Analogo discorso, del resto, può essere svolto con riferimento alla normativa vigente in materia di denominazioni di origine e indicazioni geografiche, che consente ai Consorzi di promuovere, sempre anche in un’ottica di valorizzazione territoriale, un uso attivo di tali segni – che passa anche attraverso la registrazione di essi anche come marchi – in relazione a prodotti o servizi anche diversi da quelli «tipici» per i quali gli stessi vengono utilizzati, in primis da imprese radicate sul territorio, anche con finalità turistiche.

Non va infatti dimenticato che il primario interesse dei soggetti legittimati all’uso di una denominazione di origine/indicazione geografica è quello di promuovere il segno in questione, ampliandone il più possibile la stessa reputazione (e quindi il valore e la capacità attrattiva), esattamente come avviene per i titolari dei marchi d’impresa individuali o collettivi. Ed è innegabile che detto obiettivo possa essere raggiunto anche mediante un uso riferito a prodotti/servizi totalmente differenti da quelli per cui la denominazione gode di tutela diretta (ivi comprese attività di vero e proprio merchandising, anche se lo strumento principale per questa valorizzazione sembra essere il co-branding, per affiancare i marchi territoriali a quelli delle singole imprese, in chiave di promozione reciproca, o il licensing mirato), anche per far beneficiare altre attività della fama del territorio sul mercato internazionale.

In questo modo è possibile immaginare sinergie tra enti locali e/o consorzi ed imprese – con un ruolo importante anche per le Camere di Commercio, che potrebbero fare da tramite tra gli uni e le altre, anche con la collaborazione delle Associazioni imprenditoriali e dell’ANCI –, che si traducano in percorsi di business in prospettiva globale, essendo i mercati stranieri (e   specialmente i nuovi grandi mercati aperti dalla globalizzazione, come quello cinese) quelli sui quali il richiamo delle tipicità italiane (ma anche della ricchezza culturale ed ambientale del nostro territorio e dell’eccellenza di buona parte del nostro comparto manifatturiero) assume il massimo potere attrattivo.
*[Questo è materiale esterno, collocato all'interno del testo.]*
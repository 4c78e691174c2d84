//! Integration tests for `SqliteStore` against an in-memory database.

use std::sync::{Arc, Mutex};

use serde_json::json;
use spark_core::{
  cache::{LocalCache, PROFILE_BACKGROUND_KEY},
  profile::{ProfileId, RawProfile},
  source::ProfileSource,
};

use crate::{Error, SqliteStore};

async fn store() -> SqliteStore {
  SqliteStore::open_in_memory()
    .await
    .expect("in-memory store")
}

fn profile(id: &str, first: &str) -> RawProfile {
  RawProfile::from_value(json!({ "id": id, "firstName": first })).unwrap()
}

// ─── Profiles ────────────────────────────────────────────────────────────────

#[tokio::test]
async fn upsert_and_fetch_all() {
  let s = store().await;
  s.upsert_profile(profile("b", "Ben")).await.unwrap();
  s.upsert_profile(profile("a", "Ana")).await.unwrap();

  let all = s.fetch_all_profiles().await.unwrap();
  assert_eq!(all.len(), 2);
  assert_eq!(all[0].id.as_str(), "a");
  assert_eq!(all[0].fields["firstName"], "Ana");
}

#[tokio::test]
async fn upsert_replaces_existing_document() {
  let s = store().await;
  s.upsert_profile(profile("a", "Ana")).await.unwrap();
  s.upsert_profile(profile("a", "Anna")).await.unwrap();

  let all = s.fetch_all_profiles().await.unwrap();
  assert_eq!(all.len(), 1);
  assert_eq!(all[0].fields["firstName"], "Anna");
}

#[tokio::test]
async fn get_and_delete_profile() {
  let s = store().await;
  let id = ProfileId::from("a");
  assert!(s.get_profile(&id).await.unwrap().is_none());

  s.upsert_profile(profile("a", "Ana")).await.unwrap();
  let got = s.get_profile(&id).await.unwrap().unwrap();
  assert_eq!(got, profile("a", "Ana"));

  assert!(s.delete_profile(&id).await.unwrap());
  assert!(!s.delete_profile(&id).await.unwrap());
  assert!(s.fetch_all_profiles().await.unwrap().is_empty());
}

#[tokio::test]
async fn empty_store_fetches_nothing() {
  let s = store().await;
  assert!(s.fetch_all_profiles().await.unwrap().is_empty());
}

// ─── Import ──────────────────────────────────────────────────────────────────

#[tokio::test]
async fn import_assigns_missing_ids() {
  let s = store().await;
  let written = s
    .import_json(r#"[{ "id": "x", "firstName": "Xia" }, { "firstName": "Noid" }]"#)
    .await
    .unwrap();
  assert_eq!(written, 2);

  let all = s.fetch_all_profiles().await.unwrap();
  assert_eq!(all.len(), 2);
  assert!(all.iter().any(|p| p.id.as_str() == "x"));
  assert!(all.iter().all(|p| !p.id.as_str().is_empty()));
}

#[tokio::test]
async fn import_rejects_non_arrays() {
  let s = store().await;
  assert!(matches!(
    s.import_json(r#"{ "id": "x" }"#).await,
    Err(Error::NotAnArray)
  ));
  assert!(matches!(s.import_json("[1]").await, Err(Error::Core(_))));
  assert!(matches!(s.import_json("not json").await, Err(Error::Json(_))));
}

// ─── Listeners ───────────────────────────────────────────────────────────────

#[tokio::test]
async fn listeners_see_writes_until_unsubscribed() {
  let s = store().await;
  let seen = Arc::new(Mutex::new(Vec::new()));
  let sink = Arc::clone(&seen);

  let sub = s.subscribe_profile(
    &ProfileId::from("a"),
    Box::new(move |p: RawProfile| {
      sink.lock().unwrap().push(p.fields["firstName"].clone());
    }),
    Box::new(|_| {}),
  );

  s.upsert_profile(profile("a", "Ana")).await.unwrap();
  s.upsert_profile(profile("b", "Ben")).await.unwrap();
  // A clone shares the registry.
  s.clone().upsert_profile(profile("a", "Anna")).await.unwrap();
  assert_eq!(*seen.lock().unwrap(), vec![json!("Ana"), json!("Anna")]);

  drop(sub);
  s.upsert_profile(profile("a", "Annie")).await.unwrap();
  assert_eq!(seen.lock().unwrap().len(), 2);
}

// ─── Cache ───────────────────────────────────────────────────────────────────

#[tokio::test]
async fn cache_set_get_remove() {
  let s = store().await;
  assert_eq!(s.get(PROFILE_BACKGROUND_KEY).await.unwrap(), None);

  s.set(PROFILE_BACKGROUND_KEY, "#112233").await.unwrap();
  s.set(PROFILE_BACKGROUND_KEY, "#445566").await.unwrap();
  assert_eq!(
    s.get(PROFILE_BACKGROUND_KEY).await.unwrap().as_deref(),
    Some("#445566")
  );

  s.remove(PROFILE_BACKGROUND_KEY).await.unwrap();
  assert_eq!(s.get(PROFILE_BACKGROUND_KEY).await.unwrap(), None);
}

#[tokio::test]
async fn cache_survives_reopen() {
  let dir = std::env::temp_dir().join(format!("spark-cache-{}", uuid::Uuid::new_v4()));
  std::fs::create_dir_all(&dir).unwrap();
  let path = dir.join("spark.db");

  {
    let s = SqliteStore::open(&path).await.unwrap();
    s.set("k", "v").await.unwrap();
  }
  let s = SqliteStore::open(&path).await.unwrap();
  assert_eq!(s.get("k").await.unwrap().as_deref(), Some("v"));

  drop(s);
  std::fs::remove_dir_all(&dir).ok();
}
La chiave di volta, anche in questo caso, sarà rappresentata dalla percezione del pubblico, che è l’elemento decisivo sia per stabilire se un segno è tutelabile, sia per delimitarne l’ambito di tutela, in piena coerenza con le indicazioni che vengono dal diritto comunitario.
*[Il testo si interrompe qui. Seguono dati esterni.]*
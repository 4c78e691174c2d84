//! Persisted local key-value store for display hints that must survive an
//! unreachable data source.

use std::future::Future;

/// Last known background colour of the viewer's own profile.
pub const PROFILE_BACKGROUND_KEY: &str = "profile.background_color";

/// Email of the last signed-in user.
pub const SESSION_EMAIL_KEY: &str = "session.email";

pub trait LocalCache: Send + Sync {
  type Error: std::error::Error + Send + Sync + 'static;

  fn get<'a>(
    &'a self,
    key: &'a str,
  ) -> impl Future<Output = Result<Option<String>, Self::Error>> + Send + 'a;

  fn set<'a>(
    &'a self,
    key: &'a str,
    value: &'a str,
  ) -> impl Future<Output = Result<(), Self::Error>> + Send + 'a;

  fn remove<'a>(
    &'a self,
    key: &'a str,
  ) -> impl Future<Output = Result<(), Self::Error>> + Send + 'a;
}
Anche queste opportunità sono coerenti col nuovo equilibrio tra esclusive, concorrenza e contratti che si sta delineando, nel quale la protezione può essere riconosciuta solo a ciò che davvero questa protezione richiede, nella consapevolezza del fatto che le norme sono chiamate a disciplinare realtà concrete e che la giustificazione di esse è strettamente connessa con l’esperienza umana di queste realtà, secondo una prospettiva, che potremmo definire giusnaturalistica, di adeguamento del diritto alle relazioni interpersonali della vita reale.